目前,前后联合入路仍是颈椎翻修手术的首选。笔者在翻修手术中,先行前路更换加长钛网、钛板(不建议超过3个节段),行复发肿瘤切除。因肿瘤大部分位于椎体,前路暴露容易,操作相对简单。再行后路减压及螺钉固定,维持颈椎的生理稳定性。术中钛网应用骨水泥填充,原因有如下几点:(1)骨水泥填充钛网能有效恢复脊柱高度,通过加压可得到满意的生理曲度;(2)骨水泥无骨性融合,术后可获得生物稳定性,无不融合、内植物移位等并发症;(3)骨水泥凝固过程中释放的热量有助于对局部肿瘤细胞的杀灭,破坏局部神经末梢,起到止痛的效果;(4)考虑到患者费用以及远期生存率,相较于人工椎体、灭活自体骨等方式,骨水泥更加适用于本例患者。

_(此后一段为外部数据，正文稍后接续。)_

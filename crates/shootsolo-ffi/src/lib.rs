//! UniFFI bindings for the ShootSolo mobile apps
//!
//! Exposes the storage and gallery bridge to Kotlin and Swift. The host app
//! supplies the media index (and on iOS the photo-library authorization
//! prompt) as foreign callbacks; everything else runs in Rust.

use shootsolo_config::Config;
use shootsolo_engine::{
    AuthorizationGatekeeper, AuthorizationStatus, AuthorizedRegistrar, Bridge, Completion,
    ErrorCode, GalleryError, GalleryRegistrar, MediaHandle, MediaIndex, MethodCall,
    MethodResponse, Orientation, ScanRegistrar, StandardDirectories,
};
use std::path::{Path, PathBuf};
use std::sync::Arc;

uniffi::setup_scaffolding!();

// ============ Errors ============

/// Errors that can cross the FFI boundary, one per channel error code
/// Note: Field is named `reason` not `message` to avoid conflict with Throwable.message in Kotlin
#[derive(Debug, thiserror::Error, uniffi::Error)]
pub enum FfiError {
    #[error("Unavailable: {reason}")]
    Unavailable { reason: String },
    #[error("Invalid argument: {reason}")]
    InvalidArgument { reason: String },
    #[error("File not found: {reason}")]
    FileNotFound { reason: String },
    #[error("Permission denied: {reason}")]
    PermissionDenied { reason: String },
    #[error("Failed: {reason}")]
    Failed { reason: String },
}

impl FfiError {
    fn new(code: ErrorCode, reason: String) -> Self {
        match code {
            ErrorCode::Unavailable => FfiError::Unavailable { reason },
            ErrorCode::InvalidArgument => FfiError::InvalidArgument { reason },
            ErrorCode::FileNotFound => FfiError::FileNotFound { reason },
            ErrorCode::PermissionDenied => FfiError::PermissionDenied { reason },
            ErrorCode::Failed => FfiError::Failed { reason },
        }
    }
}

impl From<GalleryError> for FfiError {
    fn from(error: GalleryError) -> Self {
        let reason = match &error {
            GalleryError::Failed { attempts } if !attempts.is_empty() => format!(
                "{error}: {}",
                attempts
                    .iter()
                    .map(ToString::to_string)
                    .collect::<Vec<_>>()
                    .join("; ")
            ),
            _ => error.to_string(),
        };
        FfiError::new(error.code(), reason)
    }
}

// ============ Foreign callbacks ============

/// The platform media index (MediaScannerConnection, PHPhotoLibrary, ...).
///
/// `scan` must return promptly; the answer goes through `completion`.
#[uniffi::export(with_foreign)]
pub trait MediaIndexCallback: Send + Sync {
    fn scan(&self, path: String, mime_type: String, completion: Arc<ScanCompletion>);
}

/// Asks the user for permission to add to the photo library.
#[uniffi::export(with_foreign)]
pub trait AuthorizationCallback: Send + Sync {
    fn request(&self, completion: Arc<AuthorizationCompletion>);
}

/// Single-use answer to a [`MediaIndexCallback::scan`].
///
/// Dropping it without calling `complete` counts as a failed registration.
#[derive(uniffi::Object)]
pub struct ScanCompletion {
    inner: Completion<Option<MediaHandle>>,
}

#[uniffi::export]
impl ScanCompletion {
    /// Report the handle the index assigned, or `None` if it refused the file.
    /// Returns false if this completion was already used.
    pub fn complete(&self, handle: Option<String>) -> bool {
        self.inner.complete(handle.map(MediaHandle))
    }
}

/// Single-use answer to an [`AuthorizationCallback::request`].
#[derive(uniffi::Object)]
pub struct AuthorizationCompletion {
    inner: Completion<AuthorizationStatus>,
}

#[uniffi::export]
impl AuthorizationCompletion {
    pub fn complete(&self, granted: bool) -> bool {
        let status = if granted {
            AuthorizationStatus::Granted
        } else {
            AuthorizationStatus::Denied
        };
        self.inner.complete(status)
    }
}

struct ForeignMediaIndex(Arc<dyn MediaIndexCallback>);

impl MediaIndex for ForeignMediaIndex {
    fn scan(&self, path: &Path, mime_type: &str, completion: Completion<Option<MediaHandle>>) {
        self.0.scan(
            path.display().to_string(),
            mime_type.to_string(),
            Arc::new(ScanCompletion { inner: completion }),
        );
    }
}

struct ForeignGatekeeper(Arc<dyn AuthorizationCallback>);

impl AuthorizationGatekeeper for ForeignGatekeeper {
    fn request_authorization(&self, completion: Completion<AuthorizationStatus>) {
        self.0
            .request(Arc::new(AuthorizationCompletion { inner: completion }));
    }
}

// ============ Bridge Handle ============

/// The storage and gallery bridge for one app instance.
#[derive(uniffi::Object)]
pub struct BridgeHandle {
    inner: Bridge,
}

#[uniffi::export(async_runtime = "tokio")]
impl BridgeHandle {
    /// Build the bridge.
    ///
    /// `data_dir` is the app's private storage directory. Without a
    /// `config_path` the defaults are used. Passing a `gatekeeper` makes every
    /// save ask for library permission first.
    #[uniffi::constructor]
    pub fn new(
        data_dir: String,
        config_path: Option<String>,
        index: Arc<dyn MediaIndexCallback>,
        gatekeeper: Option<Arc<dyn AuthorizationCallback>>,
    ) -> Result<Self, FfiError> {
        let config = match config_path {
            Some(path) => {
                Config::load_or_default(&path).map_err(|e| FfiError::InvalidArgument {
                    reason: e.to_string(),
                })?
            }
            None => Config::default(),
        };

        let index: Arc<dyn MediaIndex> = Arc::new(ForeignMediaIndex(index));
        let registrar: Arc<dyn GalleryRegistrar> = match gatekeeper {
            Some(gatekeeper) => Arc::new(AuthorizedRegistrar::new(
                Arc::new(ForeignGatekeeper(gatekeeper)),
                index,
            )),
            None => Arc::new(ScanRegistrar::new(index)),
        };

        Ok(Self {
            inner: Bridge::compose(
                &config,
                PathBuf::from(data_dir),
                registrar,
                StandardDirectories,
            ),
        })
    }

    pub fn storage_channel(&self) -> String {
        self.inner.storage_channel().to_string()
    }

    pub fn media_channel(&self) -> String {
        self.inner.media_channel().to_string()
    }

    /// Orientation the recording screen should be locked to, if any.
    pub fn orientation_lock(&self) -> Option<OrientationDto> {
        self.inner.orientation_lock().map(OrientationDto::from)
    }

    /// Free bytes on the filesystem holding the data directory.
    pub async fn get_available_storage(&self) -> Result<u64, FfiError> {
        self.inner
            .storage()
            .available_bytes()
            .await
            .map_err(|e| FfiError::new(e.code(), e.to_string()))
    }

    /// Copy a finished recording into the gallery and register it.
    pub async fn add_to_gallery(&self, path: String) -> Result<GallerySaveDto, FfiError> {
        let saved = self.inner.gallery().save(&path).await?;
        Ok(GallerySaveDto {
            message: saved.confirmation(),
            path: saved.path.display().to_string(),
            handle: saved.handle.0,
        })
    }

    /// Generic method-channel entry point.
    ///
    /// `arguments_json` is a JSON object such as `{"path": "..."}`; an empty
    /// string means no arguments.
    pub async fn handle_method_call(
        &self,
        channel: String,
        method: String,
        arguments_json: String,
    ) -> MethodResultDto {
        let arguments = if arguments_json.trim().is_empty() {
            serde_json::Value::Null
        } else {
            match serde_json::from_str(&arguments_json) {
                Ok(value) => value,
                Err(e) => {
                    log::warn!("Bad arguments for {channel}#{method}: {e}");
                    return MethodResultDto::Error {
                        code: ErrorCode::InvalidArgument.as_str().to_string(),
                        message: "Arguments are not valid JSON".to_string(),
                        details: Some(e.to_string()),
                    };
                }
            }
        };

        let call = MethodCall::new(method, arguments);
        MethodResultDto::from(self.inner.handle(&channel, &call).await)
    }
}

// ============ DTOs ============

#[derive(Debug, Clone, Copy, PartialEq, Eq, uniffi::Enum)]
pub enum OrientationDto {
    Portrait,
    Landscape,
}

impl From<Orientation> for OrientationDto {
    fn from(orientation: Orientation) -> Self {
        match orientation {
            Orientation::Portrait => OrientationDto::Portrait,
            Orientation::Landscape => OrientationDto::Landscape,
        }
    }
}

/// A recording that reached the gallery.
#[derive(Debug, Clone, PartialEq, uniffi::Record)]
pub struct GallerySaveDto {
    /// Confirmation text for the user
    pub message: String,
    /// Where the copy ended up
    pub path: String,
    /// Identifier the media index assigned
    pub handle: String,
}

/// Outcome of a method-channel call.
#[derive(Debug, Clone, PartialEq, uniffi::Enum)]
pub enum MethodResultDto {
    /// Result value encoded as JSON
    Success { value_json: String },
    Error {
        code: String,
        message: String,
        details: Option<String>,
    },
    NotImplemented,
}

impl From<MethodResponse> for MethodResultDto {
    fn from(response: MethodResponse) -> Self {
        match response {
            MethodResponse::Success(value) => MethodResultDto::Success {
                value_json: value.to_string(),
            },
            MethodResponse::Error {
                code,
                message,
                details,
            } => MethodResultDto::Error {
                code: code.as_str().to_string(),
                message,
                details,
            },
            MethodResponse::NotImplemented => MethodResultDto::NotImplemented,
        }
    }
}

// ============ Standalone Functions ============

/// Install the platform log backend. Safe to call more than once.
#[uniffi::export]
pub fn init_logging() {
    #[cfg(target_os = "android")]
    {
        android_logger::init_once(
            android_logger::Config::default()
                .with_max_level(log::LevelFilter::Debug)
                .with_tag("ShootSolo"),
        );
    }

    #[cfg(not(target_os = "android"))]
    {
        // Already installed on repeat calls
        let _ = env_logger::Builder::from_env(env_logger::Env::default().default_filter_or("info"))
            .try_init();
    }
}
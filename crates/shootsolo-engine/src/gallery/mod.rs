//! Saving finished recordings into the shared media gallery.

mod service;

pub use service::GallerySaveService;

use crate::error::ErrorCode;
use crate::registrar::MediaHandle;
use shootsolo_config::{CollisionPolicy, GalleryConfig};
use std::fmt;
use std::path::PathBuf;

/// Knobs for one gallery service, taken from [`GalleryConfig`]
#[derive(Debug, Clone, PartialEq)]
pub struct GallerySettings {
    /// Folder created under every candidate root
    pub subfolder: String,
    /// MIME hint passed to the media index
    pub mime_type: String,
    pub collision: CollisionPolicy,
    /// Remove the destination file when copy or registration fails
    pub cleanup_on_failure: bool,
}

impl Default for GallerySettings {
    fn default() -> Self {
        Self::from(&GalleryConfig::default())
    }
}

impl From<&GalleryConfig> for GallerySettings {
    fn from(config: &GalleryConfig) -> Self {
        Self {
            subfolder: config.subfolder.clone(),
            mime_type: config.mime_type.clone(),
            collision: config.collision,
            cleanup_on_failure: config.cleanup_on_failure,
        }
    }
}

/// A recording that made it into the gallery
#[derive(Debug, Clone, PartialEq, Eq)]
pub struct SavedMedia {
    pub path: PathBuf,
    pub handle: MediaHandle,
    /// 1-based position of the candidate root that took the file
    pub attempt: usize,
}

impl SavedMedia {
    /// Confirmation text shown to the user
    pub fn confirmation(&self) -> String {
        format!("Video added to gallery at: {}", self.path.display())
    }
}

#[derive(Debug, Clone, Copy, PartialEq, Eq)]
pub enum AttemptStage {
    CreateDirectory,
    Copy,
    Register,
}

impl fmt::Display for AttemptStage {
    fn fmt(&self, f: &mut fmt::Formatter<'_>) -> fmt::Result {
        f.write_str(match self {
            AttemptStage::CreateDirectory => "creating directory",
            AttemptStage::Copy => "copying",
            AttemptStage::Register => "registering",
        })
    }
}

/// Why one candidate root did not take the file
#[derive(Debug, Clone, PartialEq, Eq, thiserror::Error)]
#[error("{stage} under {} failed: {reason}", .root.display())]
pub struct AttemptFailure {
    pub root: PathBuf,
    pub stage: AttemptStage,
    pub reason: String,
}

#[derive(Debug, thiserror::Error)]
pub enum GalleryError {
    #[error("Path is required")]
    InvalidArgument,
    #[error("The specified file does not exist: {}", .0.display())]
    FileNotFound(PathBuf),
    #[error("Permission to add to the media library was denied")]
    PermissionDenied,
    #[error("Failed to add video to gallery after {} attempt(s)", .attempts.len())]
    Failed { attempts: Vec<AttemptFailure> },
}

impl GalleryError {
    pub fn code(&self) -> ErrorCode {
        match self {
            GalleryError::InvalidArgument => ErrorCode::InvalidArgument,
            GalleryError::FileNotFound(_) => ErrorCode::FileNotFound,
            GalleryError::PermissionDenied => ErrorCode::PermissionDenied,
            GalleryError::Failed { .. } => ErrorCode::Failed,
        }
    }
}

/// Result of a gallery save: the one destination that worked, or why none did
pub type SaveOutcome = Result<SavedMedia, GalleryError>;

手术外辅助治疗亦是不可缺少的重要部分。术前动脉栓塞可减少术中出血,甚至可能成为GCT的主要治疗方式,阻止肿瘤进展。近年有研究证实,地诺单抗作为一种RANKL抑制剂,可以降低骨溶解,控制GCT的进展,增加GCT对治疗的反应性、降低手术治疗的风险、减少并发症。尤其在治疗复发GCT方面,优势更加明显。2013年,美国食品和药物管理局(FDA)已经批准其用于复发性或晚期GCT患者的治疗。术后立体定向放疗技术已被应用于临床。笔者认为,术后的放疗应作为GCT的常规治疗。本例患者术后待伤口愈合,转至放化疗科继续治疗。


颈椎GCT是一种临床上少见的侵袭性肿瘤,复发率高,但报道不一。目前文献少有对复发颈椎GCT翻修手术的报告。本例采用分期颈椎前后路手术治疗复发颈椎GCT,分期手术安全性高,前路切除肿瘤,提供椎体高度,后路螺钉固定,维持脊柱生理稳定。术后患者自觉症状较术前好转,行辅助化疗,尚待进一步的随访。